Apical constriction is used reiteratively in multiple developmental contexts. One well studied process is neural tube closure, with the apical constriction of hingepoint cells in the neural plate as a crucial step (Suzuki et al., 2012; Wallingford et al., 2013). ISH of plekhg5 does not reveal a prominent signal in the hingepoint cells, and plekhg5 morphant embryos do not show obvious neural tube closure defects. This indicates that plekhg5 may not participate in neural tube closure. Instead, another RhoGEF, GEF-H1/Arhgef2, has been shown to regulate the apical constriction of neural cells in Xenopus (Itoh et al., 2014). Multiple other factors also participate in the control of apical constriction of hingepoint cells in Xenopus neural plate (reviewed by Suzuki et al., 2012). Although plekhg5 is not involved in neural tube closure, its expression in several other places, such as in the otic vesicle and the cells at the turning points of the protruding pharyngeal pouches, imply that it may regulate apical constriction during organogenesis. In mammalian cell culture and in zebrafish, plekhg5 homologs are also shown to regulate directional migration of cancer and endothelial cells and vasculature formation (Liu and Horowitz, 2006; Garnaas et al., 2008; Ernkvist et al., 2009; Dachsel et al., 2013). This suggests that in migrating cells, plekhg5 may interact with other partners for localized activation of Rho and actomyosin to provide a positional cue for directional movement. Further studies will reveal how plekhg5 controls context-dependent polarization of actomyosin to influence different cell behaviors.

MATERIALS AND METHODS

Obtaining embryos and microinjection

Xenopus laevis frogs were used throughout the study according to the institutional IACUC protocol 09658 at the University of Alabama at Birmingham. Female frogs were primed with 800 units/frog of human chorionic gonadotropin hormone (Sigma-Alrich) the night before use. Embryos were obtained by in vitro fertilization, dejellied with 2% cysteine solution and micro-injected with RNAs or antisense MOs. The animal regions of both blastomeres of two-cell-stage embryos or the marginal zone regions of the two dorsal or two ventral cells of four-cell-stage embryos were injected, as indicated in the text.

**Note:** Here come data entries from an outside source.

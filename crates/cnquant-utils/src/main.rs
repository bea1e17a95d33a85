//! `cnquant` - CLI for cnquant-utils
//!
//! This binary exposes the shared CnQuant utilities on the command line, for
//! use from shell scripts and container entry points.

#![warn(missing_debug_implementations)]
#![deny(unsafe_code)]

use anyhow::{bail, Context};
use clap::Parser;

use cnquant_utils::annotations::{download_annotation_data, HttpFetcher, SheetOutcome};
use cnquant_utils::cli::{
    AnnotationsCommand, Cli, Command, ConfigCommand, CrashReportCommand, EnvCommand, LogCommand,
    StatusCommand, ToolsCommand,
};
use cnquant_utils::project::{validate_index, DISCLAIMER, TOOLS};
use cnquant_utils::{
    env, print_in_color, status, Config, CrashReporter, LogLevel, Logger, LoggerConfig,
};

#[tokio::main]
async fn main() -> anyhow::Result<()> {
    let cli = Cli::parse();

    // These must work even when the configuration itself is broken.
    match &cli.command {
        Command::Config(ConfigCommand::Path) => {
            println!("{}", Config::default_config_path().display());
            return Ok(());
        }
        Command::Config(ConfigCommand::Validate { file }) => {
            return validate_config(file.clone().or_else(|| cli.config.clone()));
        }
        _ => {}
    }

    let config = Config::load_from(cli.config.clone()).context("failed to load configuration")?;

    let mut logger_config = config.logger_config();
    if let Some(level) = cli.console_level() {
        logger_config.log_level = level.as_str().to_string();
    }
    if let Command::Log(LogCommand {
        log_file: Some(path),
        ..
    }) = &cli.command
    {
        logger_config.log_file = Some(path.clone());
    }
    let logger = init_logger(&logger_config)?;

    let result = run(cli.command, &config, &logger).await;
    logger.stop()?;
    result
}

fn init_logger(config: &LoggerConfig) -> anyhow::Result<Logger> {
    let logger = Logger::new(config).context("failed to set up logging")?;
    logger.install()?;
    Ok(logger)
}

async fn run(command: Command, config: &Config, logger: &Logger) -> anyhow::Result<()> {
    match command {
        Command::Log(cmd) => {
            let level = LogLevel::parse("level", &cmd.level)?;
            logger.log(level, cmd.message);
        }
        Command::Status(cmd) => handle_status(cmd)?,
        Command::Annotations(cmd) => handle_annotations(config, cmd).await?,
        Command::CrashReport(cmd) => handle_crash_report(config, &cmd)?,
        Command::Color(cmd) => print_in_color(&cmd.message, &cmd.color)?,
        Command::Env(cmd) => handle_env(cmd)?,
        Command::Config(cmd) => handle_config(config, &cmd)?,
        Command::Tools(cmd) => handle_tools(&cmd)?,
    }
    Ok(())
}

fn handle_status(cmd: StatusCommand) -> anyhow::Result<()> {
    match cmd {
        StatusCommand::Get { path, entry } => {
            println!("{}", status::load_analysis_status(&path, &entry));
        }
        StatusCommand::Set { path, entry, value } => {
            status::write_analysis_status(&path, &entry, value)?;
        }
    }
    Ok(())
}

async fn handle_annotations(config: &Config, cmd: AnnotationsCommand) -> anyhow::Result<()> {
    let AnnotationsCommand::Download {
        annotation_path,
        reference_path,
    } = cmd;
    let annotations = &config.annotations;
    let annotation_path = annotation_path.unwrap_or_else(|| annotations.annotation_path());
    let reference_path = reference_path.unwrap_or_else(|| annotations.reference_annotation_path());

    let fetcher = HttpFetcher::new()?;
    let report = download_annotation_data(
        &fetcher,
        &annotations.annotation_url,
        &annotations.reference_url,
        &annotation_path,
        &reference_path,
    )
    .await?;

    for (label, outcome) in [
        ("Annotation", &report.annotation),
        ("Reference annotation", &report.reference),
    ] {
        match outcome {
            SheetOutcome::Saved { path, bytes } => {
                println!("{label}: saved {bytes} bytes to {}", path.display());
            }
            SheetOutcome::Failed { status: code } => {
                println!("{label}: failed with status code {code}");
            }
        }
    }
    Ok(())
}

fn handle_crash_report(config: &Config, cmd: &CrashReportCommand) -> anyhow::Result<()> {
    if config.smtp.user.is_empty() || config.smtp.password.is_empty() {
        bail!("smtp.user and smtp.password must be set to send crash reports");
    }
    let app = cmd.app.as_deref().unwrap_or(&config.crash_report.app_name);
    let recipients = cmd.to.as_deref().unwrap_or_else(|| config.crash_recipients());
    let reporter = CrashReporter::from_smtp(app, &config.smtp, recipients)?;
    if !reporter.report(&cmd.message) {
        bail!("crash report for {app} was not sent");
    }
    println!("Crash report for {app} sent.");
    Ok(())
}

fn handle_env(cmd: EnvCommand) -> anyhow::Result<()> {
    match cmd {
        EnvCommand::Path { name } => println!("{}", env::get_path_from_env(&name)?.display()),
        EnvCommand::Int { name, default } => {
            println!("{}", env::get_integer_from_env(&name, default));
        }
        EnvCommand::String { name } => println!("{}", env::get_string_from_env(&name)?),
    }
    Ok(())
}

fn handle_config(config: &Config, cmd: &ConfigCommand) -> anyhow::Result<()> {
    match cmd {
        ConfigCommand::Show { json } => {
            if *json {
                println!("{}", serde_json::to_string_pretty(config)?);
            } else {
                print_config(config);
            }
        }
        ConfigCommand::Path => println!("{}", Config::default_config_path().display()),
        ConfigCommand::Validate { file } => validate_config(file.clone())?,
    }
    Ok(())
}

fn print_config(config: &Config) {
    let logging = &config.logging;
    println!("Current Configuration");
    println!("=====================");
    println!();
    println!("[Logging]");
    println!("  Name:               {}", logging.name);
    match &logging.log_file {
        Some(path) => println!("  Log file:           {}", path.display()),
        None => println!("  Log file:           (none)"),
    }
    println!("  Console level:      {}", logging.log_level);
    println!("  File level:         {}", logging.file_log_level);
    println!("  Email level:        {}", logging.log_level_for_emails);
    println!("  Max file size (MB): {}", logging.max_log_file_size_mb);
    println!("  Backups:            {}", logging.backup_count);
    println!();
    println!("[SMTP]");
    println!("  Host:               {}", config.smtp.host_or_default());
    println!("  Port:               {}", config.smtp.port);
    println!("  User:               {}", config.smtp.user);
    println!("  Password:           {}", config.smtp.redacted_password());
    println!("  Recipients:         {}", config.smtp.email_to);
    println!();
    println!("[Crash report]");
    println!("  App name:           {}", config.crash_report.app_name);
    println!("  Recipients:         {}", config.crash_recipients());
    println!();
    println!("[Annotations]");
    println!(
        "  Annotation file:    {}",
        config.annotations.annotation_path().display()
    );
    println!(
        "  Reference file:     {}",
        config.annotations.reference_annotation_path().display()
    );
}

fn validate_config(file: Option<std::path::PathBuf>) -> anyhow::Result<()> {
    let path = file.unwrap_or_else(Config::default_config_path);
    println!("Validating configuration: {}", path.display());
    match Config::load_from(Some(path)) {
        Ok(_) => {
            println!("Configuration is valid.");
            Ok(())
        }
        Err(e) => bail!("Configuration error: {e}"),
    }
}

fn handle_tools(cmd: &ToolsCommand) -> anyhow::Result<()> {
    validate_index(TOOLS)?;
    if cmd.json {
        println!("{}", serde_json::to_string_pretty(TOOLS)?);
    } else {
        for tool in TOOLS {
            println!("{:<14} {:<38} {}", tool.name, tool.purpose, tool.url);
        }
    }
    if cmd.disclaimer {
        println!();
        println!("{DISCLAIMER}");
    }
    Ok(())
}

For vegetal injection, plekhg5 RNA was injected into one vegetal blastomere at stages 6 to 7 to circumvent transportation of the injected RNA into the marginal area by cytoplasmic streaming (Danilchik and Denegre, 1991).

Plasmids and antisense morpholino oligonucleotides (MOs)

The plekhg5 coding sequence was PCR-amplified from gastrula stage cDNA, with the N- and the C-terminal primer sequences: Plekhg5-N(NotI): 5′-AGAAGCGGCCGCACCATGGTATGTCATCATGCAGACTG-3′ and Plekhg5-C(XhoI): 5′-CCGCTCGAGTTACACCTCTGAAGCCGTTAATGTAG-3′. The coding sequence was inserted between the NotI and XhoI sites of the pCS105 vector. GFP-tagged plekhg5 was constructed by inserting the ligation product of NheI/SalI fragment of pEGFP-C3 and SalI/AscI fragment of plekhg5 into the XbaI/AscI sites of the pCS105 vector. The plekhg5 mutants were made using a PCR-based method with the primers: plekhg5-PH-del-for: CACACACAATTGGCACAGAATCTCTTGCAAAGAACGAG; plekhg5-PH-del-rev: TGTGTGCAATTGTGTATCTTCAGGAGATGTTCCAATC; plekhg5-DPBM-C(XhoI): CCGCTCGAGTTATGAAGCCGTTAATGTAGAGTT. All the plasmids were linearized with the AscI enzyme before being transcribed with the SP6 RNA polymerase and 100-200 pg of plekhg5 or its mutant RNAs were used for injection. The sequences of plekhg5 SB MOs are: SB-MO1: 5′-ACAAATTACCTCAGGAACCTCAATG-3′ and SB-MO2: 5′-AGGCAAATATCTTACCCTTCCAAA-3′, both targeting the exon-intron junctional sequences for intron retention. Injections of 20-50 ng MOs were used in the experiments.

RT-PCR

To assay for the efficiency of plekhg5 SB MOs, several primer pairs were designed. The sequences of the primers 1 to 6 (Fig. 5A) are: primer 1 (exon 8, forward): 5′-CAAGTTGCATTCATACAGTATGTTTG-3′; primer 2 (exon 10, reverse): 5′-TCCGGACTCTTGTAGATTCAACAG-3′; primer 3 (intron 8 of plekhg5.L, forward): 5′-GAACAGATTTAGGATTGATAGGTCAG-3′; primer 4 (intron 8 of plekhg5.S, forward): 5′-GAACATATTTAGAATTGATAAGTCAG-3′; primer 5 (exon 7, forward): 5′-GACGCAAGTATTCCGGTACAAGATC-3′; primer 6 (intron 7, reverse): 5′-GGCAATTTTAGCAGTTTGTATAGAAA-3′. The expected sizes of the PCR products are: primers 1+2 (no intron): 277 bp; primers 3+2 (plekhg5.L intron retention with SB-MO1): 508 bp; primers 4+2 (plekhg5.S intron retention with SB-MO1): 385 bp; primers 5+2 (no intron): 441/447 bp (L/S alloalleles); primers 5+6 (intron retention with SB-MO2): ∼270 bp (S alloallele is not annotated clearly).

In situ hybridization

ISH was performed as described by Harland (1991). For plekhg5 in situ, the C-terminal fragment of the coding sequence was used as the probe. The embryos were bisected before or after staining to reveal internal signals.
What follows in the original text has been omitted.